After debugging I found out that the assert error comes from /lib/i386-linux-gnu/ld-2.17.so
struct link_map *needed = find_needed (strtab + ent->vn_file, map);
/* If NEEDED is NULL this means a dependency was not found
and no stub entry was created. This should never happen. */
assert (needed != NULL);
It is said that this should never happen and it does not say what is needed but not found. Some gdb work and i found that it needs libpthread.so.0 . The good question is that why /usr/bin/ld linker linking application and ld.so disagree about need of this library.
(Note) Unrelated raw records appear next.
use axum::extract::rejection::JsonRejection;
use axum::extract::{Path, State};
use axum::response::Response;
use axum::Json;
use tracing::info;

use super::{parse_id, validated};
use crate::models::{batch::window_is_ordered, BatchPatch, EventPatch, NewBatch, NewEvent};
use crate::state::AppState;
use crate::store::bounded;
use crate::utils::error::AppError;
use crate::utils::response::{created, empty_success, success};

pub async fn list_active_events(State(state): State<AppState>) -> Result<Response, AppError> {
    let events = bounded(state.store_timeout, state.catalog.list_events(true)).await?;
    Ok(success(events, "Active events"))
}

pub async fn list_event_batches(
    State(state): State<AppState>,
    Path(event_id): Path<String>,
) -> Result<Response, AppError> {
    let event_id = parse_id(&event_id, "Event")?;
    bounded(state.store_timeout, state.catalog.get_event(event_id))
        .await?
        .ok_or_else(|| AppError::NotFound(format!("Event with id '{event_id}' was not found")))?;

    let batches = bounded(state.store_timeout, state.catalog.list_batches(event_id)).await?;
    Ok(success(batches, "Batches"))
}

pub async fn create_event(
    State(state): State<AppState>,
    payload: Result<Json<NewEvent>, JsonRejection>,
) -> Result<Response, AppError> {
    let Json(new_event) = payload?;
    let new_event = validated(new_event)?;

    let event = bounded(state.store_timeout, state.catalog.create_event(new_event)).await?;
    info!(event_id = %event.id, "Event created");
    Ok(created(event, "Event created"))
}

pub async fn list_all_events(State(state): State<AppState>) -> Result<Response, AppError> {
    let events = bounded(state.store_timeout, state.catalog.list_events(false)).await?;
    Ok(success(events, "Events"))
}

pub async fn get_event(
    State(state): State<AppState>,
    Path(event_id): Path<String>,
) -> Result<Response, AppError> {
    let event_id = parse_id(&event_id, "Event")?;
    let event = bounded(state.store_timeout, state.catalog.get_event(event_id))
        .await?
        .ok_or_else(|| AppError::NotFound(format!("Event with id '{event_id}' was not found")))?;
    Ok(success(event, "Event"))
}

pub async fn update_event(
    State(state): State<AppState>,
    Path(event_id): Path<String>,
    payload: Result<Json<EventPatch>, JsonRejection>,
) -> Result<Response, AppError> {
    let event_id = parse_id(&event_id, "Event")?;
    let Json(patch) = payload?;
    let patch = validated(patch)?;

    let event = bounded(state.store_timeout, state.catalog.update_event(event_id, patch))
        .await?
        .ok_or_else(|| AppError::NotFound(format!("Event with id '{event_id}' was not found")))?;
    info!(event_id = %event.id, "Event updated");
    Ok(success(event, "Event updated"))
}

pub async fn delete_event(
    State(state): State<AppState>,
    Path(event_id): Path<String>,
) -> Result<Response, AppError> {
    let event_id = parse_id(&event_id, "Event")?;
    if !bounded(state.store_timeout, state.catalog.delete_event(event_id)).await? {
        return Err(AppError::NotFound(format!(
            "Event with id '{event_id}' was not found"
        )));
    }
    info!(event_id = %event_id, "Event deleted");
    Ok(empty_success("Event deleted"))
}

pub async fn create_batch(
    State(state): State<AppState>,
    Path(event_id): Path<String>,
    payload: Result<Json<NewBatch>, JsonRejection>,
) -> Result<Response, AppError> {
    let event_id = parse_id(&event_id, "Event")?;
    let Json(new_batch) = payload?;
    let new_batch = validated(new_batch)?;
    if !window_is_ordered(new_batch.start_date, new_batch.end_date) {
        return Err(AppError::ValidationError(
            "Batch end date must not be before its start date".to_string(),
        ));
    }

    bounded(state.store_timeout, state.catalog.get_event(event_id))
        .await?
        .ok_or_else(|| AppError::NotFound(format!("Event with id '{event_id}' was not found")))?;

    let batch = bounded(
        state.store_timeout,
        state.catalog.create_batch(event_id, new_batch),
    )
    .await?;
    info!(event_id = %event_id, batch_id = %batch.id, "Batch created");
    Ok(created(batch, "Batch created"))
}

pub async fn update_batch(
    State(state): State<AppState>,
    Path(batch_id): Path<String>,
    payload: Result<Json<BatchPatch>, JsonRejection>,
) -> Result<Response, AppError> {
    let batch_id = parse_id(&batch_id, "Batch")?;
    let Json(patch) = payload?;
    let patch = validated(patch)?;

    let current = bounded(state.store_timeout, state.catalog.get_batch(batch_id))
        .await?
        .ok_or_else(|| AppError::NotFound(format!("Batch with id '{batch_id}' was not found")))?;
    let start = patch.start_date.or(current.start_date);
    let end = patch.end_date.or(current.end_date);
    if !window_is_ordered(start, end) {
        return Err(AppError::ValidationError(
            "Batch end date must not be before its start date".to_string(),
        ));
    }

    let batch = bounded(state.store_timeout, state.catalog.update_batch(batch_id, patch))
        .await?
        .ok_or_else(|| AppError::NotFound(format!("Batch with id '{batch_id}' was not found")))?;
    info!(batch_id = %batch.id, "Batch updated");
    Ok(success(batch, "Batch updated"))
}

pub async fn delete_batch(
    State(state): State<AppState>,
    Path(batch_id): Path<String>,
) -> Result<Response, AppError> {
    let batch_id = parse_id(&batch_id, "Batch")?;
    if !bounded(state.store_timeout, state.catalog.delete_batch(batch_id)).await? {
        return Err(AppError::NotFound(format!(
            "Batch with id '{batch_id}' was not found"
        )));
    }
    info!(batch_id = %batch_id, "Batch deleted");
    Ok(empty_success("Batch deleted"))
}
I did not intentionally use libpthread but from somewhere i got to my link map reference to __pthread_key_create@@GLIBC_2.0 I don't know where this comes but it may cause need of libpthread.so without adding NEEDED libpthread.so.0 as follows on objdump -p :
Dynamic Section:
NEEDED libglut.so.3
NEEDED libGLU.so.1
NEEDED libGL.so.1
NEEDED libstdc++.so.6
NEEDED libgcc_s.so.1
NEEDED libpthread.so.0
NEEDED libc.so.6
I did not find a root cause of this problem but least workaround. You need link your code with -pthread option and have some dummy call to this library .
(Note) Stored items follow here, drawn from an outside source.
#![allow(dead_code)]

use std::sync::atomic::{AtomicUsize, Ordering};
use std::sync::Arc;
use std::time::Duration;

use async_trait::async_trait;
use chrono::{DateTime, Utc};
use uuid::Uuid;

use ticketlelo_server::config::Config;
use ticketlelo_server::models::{
    Batch, Event, NewBatch, NewEvent, Registration, RegistrationRequest, TicketId,
};
use ticketlelo_server::services::{DeliveryError, TicketEnvelope, TicketMailer};
use ticketlelo_server::state::AppState;
use ticketlelo_server::store::{
    CatalogStore, MarkUsed, MemoryStore, RegistrationStore, StoreResult,
};

/// Counts sends and optionally fails every one of them.
#[derive(Default)]
pub struct RecordingMailer {
    pub sent: AtomicUsize,
    pub fail: bool,
}

impl RecordingMailer {
    pub fn failing() -> Self {
        Self {
            sent: AtomicUsize::new(0),
            fail: true,
        }
    }

    pub fn sent(&self) -> usize {
        self.sent.load(Ordering::SeqCst)
    }
}

#[async_trait]
impl TicketMailer for RecordingMailer {
    async fn send_ticket(&self, _envelope: &TicketEnvelope) -> Result<(), DeliveryError> {
        self.sent.fetch_add(1, Ordering::SeqCst);
        if self.fail {
            Err(DeliveryError::Transport("relay refused connection".to_string()))
        } else {
            Ok(())
        }
    }
}

pub struct Fixture {
    pub store: Arc<MemoryStore>,
    pub mailer: Arc<RecordingMailer>,
    pub state: AppState,
    pub event: Event,
    pub batch: Batch,
}

pub fn test_config() -> Config {
    Config {
        store_timeout: Duration::from_secs(2),
        ..Config::default()
    }
}

pub async fn fixture() -> Fixture {
    fixture_with(RecordingMailer::default(), test_config()).await
}

pub async fn fixture_with(mailer: RecordingMailer, config: Config) -> Fixture {
    let store = Arc::new(MemoryStore::new());
    let mailer = Arc::new(mailer);
    let state = AppState::new(Arc::clone(&store), mailer.clone(), &config);

    let event = store
        .create_event(NewEvent {
            name: "RustConf Lagos".to_string(),
            description: None,
            date: Utc::now(),
            location: "Landmark Centre".to_string(),
            total_tickets: 2,
            is_active: true,
        })
        .await
        .unwrap();
    let batch = store
        .create_batch(
            event.id,
            NewBatch {
                name: "Early bird".to_string(),
                start_date: None,
                end_date: None,
                max_tickets: 2,
                is_active: true,
            },
        )
        .await
        .unwrap();

    Fixture {
        store,
        mailer,
        state,
        event,
        batch,
    }
}

pub fn request(fixture: &Fixture, name: &str, email: &str) -> RegistrationRequest {
    RegistrationRequest {
        full_name: name.to_string(),
        email: email.to_string(),
        phone: "+2348012345678".to_string(),
        event_id: fixture.event.id.to_string(),
        batch_id: fixture.batch.id.to_string(),
        message: None,
    }
}

/// Registration store that counts every call before delegating.
pub struct CountingStore {
    inner: Arc<MemoryStore>,
    calls: AtomicUsize,
    writes: AtomicUsize,
}

impl CountingStore {
    pub fn new(inner: Arc<MemoryStore>) -> Self {
        Self {
            inner,
            calls: AtomicUsize::new(0),
            writes: AtomicUsize::new(0),
        }
    }

    /// Every call, reads included.
    pub fn calls(&self) -> usize {
        self.calls.load(Ordering::SeqCst)
    }

    /// Calls that can change stored state.
    pub fn writes(&self) -> usize {
        self.writes.load(Ordering::SeqCst)
    }

    fn read(&self) {
        self.calls.fetch_add(1, Ordering::SeqCst);
    }

    fn write(&self) {
        self.calls.fetch_add(1, Ordering::SeqCst);
        self.writes.fetch_add(1, Ordering::SeqCst);
    }
}

#[async_trait]
impl RegistrationStore for CountingStore {
    async fn insert_registration(&self, registration: &Registration) -> StoreResult<()> {
        self.write();
        self.inner.insert_registration(registration).await
    }

    async fn registration_exists(&self, email: &str, event_id: Uuid) -> StoreResult<bool> {
        self.read();
        self.inner.registration_exists(email, event_id).await
    }

    async fn find_by_ticket_id(&self, ticket_id: &TicketId) -> StoreResult<Option<Registration>> {
        self.read();
        self.inner.find_by_ticket_id(ticket_id).await
    }

    async fn list_by_event(&self, event_id: Uuid) -> StoreResult<Vec<Registration>> {
        self.read();
        self.inner.list_by_event(event_id).await
    }

    async fn list_by_email(&self, email: &str) -> StoreResult<Vec<Registration>> {
        self.read();
        self.inner.list_by_email(email).await
    }

    async fn mark_used(&self, ticket_id: &TicketId, at: DateTime<Utc>) -> StoreResult<MarkUsed> {
        self.write();
        self.inner.mark_used(ticket_id, at).await
    }

    async fn delete_registration(&self, ticket_id: &TicketId) -> StoreResult<bool> {
        self.write();
        self.inner.delete_registration(ticket_id).await
    }
}
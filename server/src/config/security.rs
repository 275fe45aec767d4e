use std::task::{Context, Poll};

use axum::http::{header, HeaderMap, HeaderName, HeaderValue, Request, Response};
use tower::{Layer, Service};

const PERMISSIONS_POLICY: &str = "permissions-policy";

const NOSNIFF: &str = "nosniff";
const DENY: &str = "DENY";
const XSS_BLOCK: &str = "1; mode=block";
const HSTS_VALUE: &str = "max-age=31536000; includeSubDomains";
const CSP_API_VALUE: &str = "default-src 'none'; frame-ancestors 'none'";
const REFERRER_POLICY_VALUE: &str = "strict-origin-when-cross-origin";
// The scanner front-end asks for the camera itself; the API never needs it.
const PERMISSIONS_POLICY_VALUE: &str = "geolocation=(), microphone=(), camera=()";
const NO_STORE: &str = "no-store";

/// Adds security headers to every response. Ticket data and QR images are
/// marked `no-store` unless a handler chose its own cache policy.
#[derive(Clone)]
pub struct SecurityHeadersLayer {
    include_hsts: bool,
}

impl SecurityHeadersLayer {
    pub fn new(include_hsts: bool) -> Self {
        if include_hsts {
            tracing::info!("Security: HSTS header enabled (production mode)");
        } else {
            tracing::info!("Security: HSTS header disabled (development mode)");
        }
        Self { include_hsts }
    }
}

impl<S> Layer<S> for SecurityHeadersLayer {
    type Service = SecurityHeadersService<S>;

    fn layer(&self, inner: S) -> Self::Service {
        SecurityHeadersService {
            inner,
            include_hsts: self.include_hsts,
        }
    }
}

#[derive(Clone)]
pub struct SecurityHeadersService<S> {
    inner: S,
    include_hsts: bool,
}

impl<S, ReqBody, ResBody> Service<Request<ReqBody>> for SecurityHeadersService<S>
where
    S: Service<Request<ReqBody>, Response = Response<ResBody>>,
{
    type Response = S::Response;
    type Error = S::Error;
    type Future = SecurityHeadersFuture<S::Future>;

    fn poll_ready(&mut self, cx: &mut Context<'_>) -> Poll<Result<(), Self::Error>> {
        self.inner.poll_ready(cx)
    }

    fn call(&mut self, request: Request<ReqBody>) -> Self::Future {
        SecurityHeadersFuture {
            future: self.inner.call(request),
            include_hsts: self.include_hsts,
        }
    }
}

#[pin_project::pin_project]
pub struct SecurityHeadersFuture<F> {
    #[pin]
    future: F,
    include_hsts: bool,
}

impl<F, ResBody, E> std::future::Future for SecurityHeadersFuture<F>
where
    F: std::future::Future<Output = Result<Response<ResBody>, E>>,
{
    type Output = Result<Response<ResBody>, E>;

    fn poll(self: std::pin::Pin<&mut Self>, cx: &mut Context<'_>) -> Poll<Self::Output> {
        let this = self.project();
        let include_hsts = *this.include_hsts;
        this.future.poll(cx).map(|result| {
            result.map(|mut response| {
                apply_headers(response.headers_mut(), include_hsts);
                response
            })
        })
    }
}

fn apply_headers(headers: &mut HeaderMap, include_hsts: bool) {
    let fixed = [
        (header::X_CONTENT_TYPE_OPTIONS, NOSNIFF),
        (header::X_FRAME_OPTIONS, DENY),
        (header::X_XSS_PROTECTION, XSS_BLOCK),
        (header::CONTENT_SECURITY_POLICY, CSP_API_VALUE),
        (header::REFERRER_POLICY, REFERRER_POLICY_VALUE),
        (
            HeaderName::from_static(PERMISSIONS_POLICY),
            PERMISSIONS_POLICY_VALUE,
        ),
    ];
    for (name, value) in fixed {
        headers.insert(name, HeaderValue::from_static(value));
    }
    headers
        .entry(header::CACHE_CONTROL)
        .or_insert_with(|| HeaderValue::from_static(NO_STORE));

    // HTTPS deployments only
    if include_hsts {
        headers.insert(
            header::STRICT_TRANSPORT_SECURITY,
            HeaderValue::from_static(HSTS_VALUE),
        );
    }
}

pub fn create_security_headers_layer(production: bool) -> SecurityHeadersLayer {
    SecurityHeadersLayer::new(production)
}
Define in you Makefile libs
-lglut -lGLU -lGL -lm -pthread
Then include some dummy function just refer some libpthread function to make linker link it and you get the NEEDED libpthread.so.0 and then ld.so is hap.
#include <pthread.h>
void junk() {
int i;
i=pthread_getconcurrency();
};
This helped for me, i hope that it helps.
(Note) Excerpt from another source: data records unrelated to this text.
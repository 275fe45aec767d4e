use std::convert::Infallible;

use axum::extract::rejection::{JsonRejection, QueryRejection};
use axum::extract::{Path, Query, State};
use axum::http::HeaderMap;
use axum::response::sse::{Event as SseEvent, KeepAlive, Sse};
use axum::response::Response;
use axum::Json;
use serde::Serialize;
use tokio_stream::wrappers::errors::BroadcastStreamRecvError;
use tokio_stream::wrappers::BroadcastStream;
use tokio_stream::{Stream, StreamExt};
use tracing::{info, warn};

use super::{parse_id, parse_ticket_id, ACCOUNT_EMAIL_HEADER};
use crate::models::{normalize_email, Registration, RegistrationRequest, RosterQuery, RosterStats};
use crate::services::ChangeKind;
use crate::state::AppState;
use crate::store::bounded;
use crate::utils::error::AppError;
use crate::utils::response::{created, empty_success, success};

#[derive(Serialize)]
#[serde(rename_all = "camelCase")]
struct RosterPayload {
    registrations: Vec<Registration>,
    stats: RosterStats,
}

pub async fn register(
    State(state): State<AppState>,
    payload: Result<Json<RegistrationRequest>, JsonRejection>,
) -> Result<Response, AppError> {
    let Json(request) = payload?;
    let registration = state.issuer.issue(request).await?;
    Ok(created(registration, "Registration successful"))
}

/// Tickets of the signed-in attendee, keyed by the account's email.
pub async fn my_registrations(
    State(state): State<AppState>,
    headers: HeaderMap,
) -> Result<Response, AppError> {
    let email = headers
        .get(ACCOUNT_EMAIL_HEADER)
        .and_then(|value| value.to_str().ok())
        .map(normalize_email)
        .filter(|email| !email.is_empty())
        .ok_or_else(|| AppError::AuthError("Missing account identity".to_string()))?;

    let registrations =
        bounded(state.store_timeout, state.registrations.list_by_email(&email)).await?;
    Ok(success(registrations, "Registrations"))
}

pub async fn event_roster(
    State(state): State<AppState>,
    Path(event_id): Path<String>,
    query: Result<Query<RosterQuery>, QueryRejection>,
) -> Result<Response, AppError> {
    let event_id = parse_id(&event_id, "Event")?;
    let Query(query) = query?;
    let event = bounded(state.store_timeout, state.catalog.get_event(event_id))
        .await?
        .ok_or_else(|| AppError::NotFound(format!("Event with id '{event_id}' was not found")))?;

    let registrations: Vec<Registration> =
        bounded(state.store_timeout, state.registrations.list_by_event(event_id))
            .await?
            .into_iter()
            .filter(|r| query.matches(r))
            .collect();
    let stats = RosterStats::tally(&registrations, event.total_tickets);

    Ok(success(
        RosterPayload {
            registrations,
            stats,
        },
        "Registrations",
    ))
}

/// Live registration changes for one event as Server-Sent Events.
pub async fn event_roster_stream(
    State(state): State<AppState>,
    Path(event_id): Path<String>,
) -> Result<Sse<impl Stream<Item = Result<SseEvent, Infallible>>>, AppError> {
    let event_id = parse_id(&event_id, "Event")?;
    bounded(state.store_timeout, state.catalog.get_event(event_id))
        .await?
        .ok_or_else(|| AppError::NotFound(format!("Event with id '{event_id}' was not found")))?;

    let changes = BroadcastStream::new(state.feed.subscribe()).filter_map(move |change| {
        match change {
            Ok(change) if change.registration.event_id == event_id => SseEvent::default()
                .event(change.kind.as_str())
                .json_data(&change)
                .ok()
                .map(Ok::<_, Infallible>),
            Ok(_) => None,
            Err(BroadcastStreamRecvError::Lagged(skipped)) => {
                warn!(event_id = %event_id, skipped, "Roster stream lagged");
                None
            }
        }
    });

    Ok(Sse::new(changes).keep_alive(KeepAlive::default()))
}

/// Administrative override; outside the normal ticket lifecycle.
pub async fn delete_registration(
    State(state): State<AppState>,
    Path(ticket_id): Path<String>,
) -> Result<Response, AppError> {
    let ticket_id = parse_ticket_id(&ticket_id)?;
    let registration = bounded(
        state.store_timeout,
        state.registrations.find_by_ticket_id(&ticket_id),
    )
    .await?
    .ok_or_else(|| AppError::NotFound(format!("Ticket '{ticket_id}' was not found")))?;

    if bounded(
        state.store_timeout,
        state.registrations.delete_registration(&ticket_id),
    )
    .await?
    {
        info!(ticket_id = %ticket_id, "Registration deleted by admin");
        state.feed.publish(ChangeKind::Deleted, registration);
    }
    Ok(empty_success("Registration deleted"))
}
There is more analysis in Ubuntu launcpad https://bugs.launchpad.net/ubuntu/+source/nvidia-graphics-drivers-319/+bug/1248642?comments=all
If you have an nvidia graphics card like mine, this might work for you
g++ -L/usr/lib/nvidia-304/ your-file.cc -lglut -lGLEW -lGL
Replace the 304 with the nvidia driver version. More details about this bug can be found at this link.